Ukraine cuts rates to 13% as blackouts hinder growth
Ukraine’s central bank has implemented a third consecutive cut in borrowing costs, lowering the key interest rate by 50 basis points to 13 per cent on Thursday. This decision aligns with economists’ expectations in a Bloomberg survey.
The move comes as policymakers assess the economic ramifications of Russian attacks on Ukraine’s energy infrastructure.
The National Bank of Ukraine has been easing monetary policy since March, facilitated by a decline in inflation and the anticipated influx of foreign aid. Ukraine expects to receive $2.2 billion from the International Monetary Fund and €1.9 billion ($2.1 billion) from the European Union this month.

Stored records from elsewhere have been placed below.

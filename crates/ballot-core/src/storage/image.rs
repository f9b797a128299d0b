//! Object-storage interface for candidate image assets.
//!
//! The server treats image storage as an external collaborator: candidates
//! reference an object key and a public URL, and this trait is the whole
//! surface the handlers consume.

use async_trait::async_trait;

use crate::StorageResult;

/// Object storage for candidate images.
#[async_trait]
pub trait ImageStore: Send + Sync {
    /// Stores an object under `key` and returns its public URL.
    ///
    /// Overwriting an existing key replaces the object.
    ///
    /// # Errors
    ///
    /// Returns an error if the upload fails.
    async fn put(&self, key: &str, bytes: Vec<u8>, content_type: &str) -> StorageResult<String>;

    /// Deletes the object under `key`. Deleting an absent key is a no-op
    /// success.
    ///
    /// # Errors
    ///
    /// Returns an error if the delete fails.
    async fn delete(&self, key: &str) -> StorageResult<()>;
}
//! Revocation store trait for logged-out session tokens.
//!
//! Session tokens are stateless: their validity is derived from signature and
//! embedded expiry. Logout layers an explicit deny-list on top. An entry is
//! keyed by the token exactly as it was issued and carries the expiry that
//! was signed into the token, which is what lets the sweeper discard entries
//! whose underlying token could no longer be replayed anyway, without
//! re-parsing or re-verifying the token.
//!
//! Sweeping is hygiene, not correctness: the session validator checks the
//! embedded expiry itself, so an expired-but-unswept entry is harmless.

use async_trait::async_trait;
use time::OffsetDateTime;

use crate::StorageResult;

/// Storage trait for revoked session tokens.
#[async_trait]
pub trait RevocationStore: Send + Sync {
    /// Marks a token as revoked until its natural expiry.
    ///
    /// `expires_at` must be the expiry that was signed into the token.
    ///
    /// # Idempotency
    ///
    /// Revoking an already-revoked token is a no-op success; logging out
    /// twice must never fail.
    ///
    /// # Errors
    ///
    /// Returns an error if the storage operation fails.
    async fn revoke(&self, token: &str, expires_at: OffsetDateTime) -> StorageResult<()>;

    /// Checks whether a token has been revoked.
    ///
    /// Absent ⇒ `false`. Present with a stored expiry already in the past ⇒
    /// `false` — a stale entry cannot extend the life of an already-dead
    /// token. Implementations may opportunistically delete such an entry but
    /// must not require the delete to return the correct answer.
    ///
    /// # Errors
    ///
    /// Returns an error if the storage operation fails.
    async fn is_revoked(&self, token: &str) -> StorageResult<bool>;

    /// Deletes every entry whose expiry is in the past.
    ///
    /// Returns the number of entries removed. A failure to delete one entry
    /// is logged by the implementation and does not abort the remaining
    /// deletions.
    ///
    /// # Errors
    ///
    /// Returns an error only if the scan itself fails.
    async fn sweep_expired(&self) -> StorageResult<u64>;
}
//! Storage traits for the ballot server.
//!
//! Each submodule pairs a domain type with the async trait a backend
//! implements for it. Implementations are provided in separate crates
//! (`ballot-storage-memory` ships the in-memory backend used by the default
//! server wiring and by tests).

pub mod candidate;
pub mod image;
pub mod revocation;
pub mod user;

Despite these measures, the economic outlook has been downgraded, with growth forecasts reduced from 3.6 per cent to 3 per cent due to the ongoing damage to energy facilities caused by Russian attacks. Prime Minister Denys Shmyhal has highlighted the severity of the situation, noting a reduction in power production capacity by 9 gigawatts.
The central bank’s statement emphasised the continuing risks posed by the full-scale war to inflation and economic growth, particularly due to further damage to infrastructure and energy facilities. Inflation had increased slightly to 3.3 per cent annually in the past month, compared to an expected 8.2 per cent for 2024, which was lower than the central bank’s projections.
Of the 11 policymakers, seven forecast the benchmark rate to be 13 per cent by the end of the year, with four predicting even deeper cuts. The central bank is considering revising its year-end rate target, currently set at 13 per cent, in response to evolving economic conditions.
Attribution: Bloomberg.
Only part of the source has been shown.